PROBLEM STATEMENT: Write out each line of the material below exactly as given.

GIVEN INFORMATION:
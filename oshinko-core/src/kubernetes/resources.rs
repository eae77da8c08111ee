//! Resource-kind client seam
//!
//! The teardown workflow talks to the platform only through these traits.
//! The kube-backed implementations live in `workloads` and `networking`;
//! tests substitute in-memory clients.

use async_trait::async_trait;
use oshinko_common::ResourceKind;

use super::error::K8sResult;
use super::selector::Selector;

/// An object the workflow can name and delete
pub trait ManagedObject: Clone + Send + Sync + 'static {
    fn name(&self) -> &str;
}

/// A controller with a desired and an observed replica count
pub trait ScalableController: ManagedObject {
    fn set_desired_replicas(&mut self, replicas: i32);

    /// Number of instances the controller currently runs
    fn observed_replicas(&self) -> i32;
}

/// List/get/update/delete access to one resource kind
#[async_trait]
pub trait ResourceClient: Send + Sync {
    type Object: ManagedObject;

    fn kind(&self) -> ResourceKind;

    async fn list(&self, namespace: &str, selector: &Selector) -> K8sResult<Vec<Self::Object>>;

    async fn get(&self, namespace: &str, name: &str) -> K8sResult<Self::Object>;

    /// Submit `object` as-is; a stale object is rejected, never merged
    async fn update(&self, namespace: &str, object: &Self::Object) -> K8sResult<Self::Object>;

    async fn delete(&self, namespace: &str, name: &str) -> K8sResult<()>;
}

#[async_trait]
impl<T> ResourceClient for &T
where
    T: ResourceClient + ?Sized,
{
    type Object = T::Object;

    fn kind(&self) -> ResourceKind {
        (**self).kind()
    }

    async fn list(&self, namespace: &str, selector: &Selector) -> K8sResult<Vec<Self::Object>> {
        (**self).list(namespace, selector).await
    }

    async fn get(&self, namespace: &str, name: &str) -> K8sResult<Self::Object> {
        (**self).get(namespace, name).await
    }

    async fn update(&self, namespace: &str, object: &Self::Object) -> K8sResult<Self::Object> {
        (**self).update(namespace, object).await
    }

    async fn delete(&self, namespace: &str, name: &str) -> K8sResult<()> {
        (**self).delete(namespace, name).await
    }
}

TASK RESULT:
filename oshinko-core/src/kubernetes/resources.rs
repository eae77da8c08111ee
//! Resource-kind client seam
//!
//! The teardown workflow talks to the platform only through these traits.
//! The kube-backed implementations live in `workloads` and `networking`;
//! tests substitute in-memory clients.

use async_trait::async_trait;
use oshinko_common::ResourceKind;

use super::error::K8sResult;
use super::selector::Selector;

/// An object the workflow can name and delete
pub trait ManagedObject: Clone + Send + Sync + 'static {
    fn name(&self) -> &str;
}

/// A controller with a desired and an observed replica count
pub trait ScalableController: ManagedObject {
    fn set_desired_replicas(&mut self, replicas: i32);

    /// Number of instances the controller currently runs
    fn observed_replicas(&self) -> i32;
}

/// List/get/update/delete access to one resource kind
#[async_trait]
pub trait ResourceClient: Send + Sync {
    type Object: ManagedObject;

    fn kind(&self) -> ResourceKind;

    async fn list(&self, namespace: &str, selector: &Selector) -> K8sResult<Vec<Self::Object>>;

    async fn get(&self, namespace: &str, name: &str) -> K8sResult<Self::Object>;

    /// Submit `object` as-is; a stale object is rejected, never merged
    async fn update(&self, namespace: &str, object: &Self::Object) -> K8sResult<Self::Object>;

    async fn delete(&self, namespace: &str, name: &str) -> K8sResult<()>;
}

#[async_trait]
impl<T> ResourceClient for &T
where
    T: ResourceClient + ?Sized,
{
    type Object = T::Object;

    fn kind(&self) -> ResourceKind {
        (**self).kind()
    }

    async fn list(&self, namespace: &str, selector: &Selector) -> K8sResult<Vec<Self::Object>> {
        (**self).list(namespace, selector).await
    }

    async fn get(&self, namespace: &str, name: &str) -> K8sResult<Self::Object> {
        (**self).get(namespace, name).await
    }

    async fn update(&self, namespace: &str, object: &Self::Object) -> K8sResult<Self::Object> {
        (**self).update(namespace, object).await
    }

    async fn delete(&self, namespace: &str, name: &str) -> K8sResult<()> {
        (**self).delete(namespace, name).await
    }
}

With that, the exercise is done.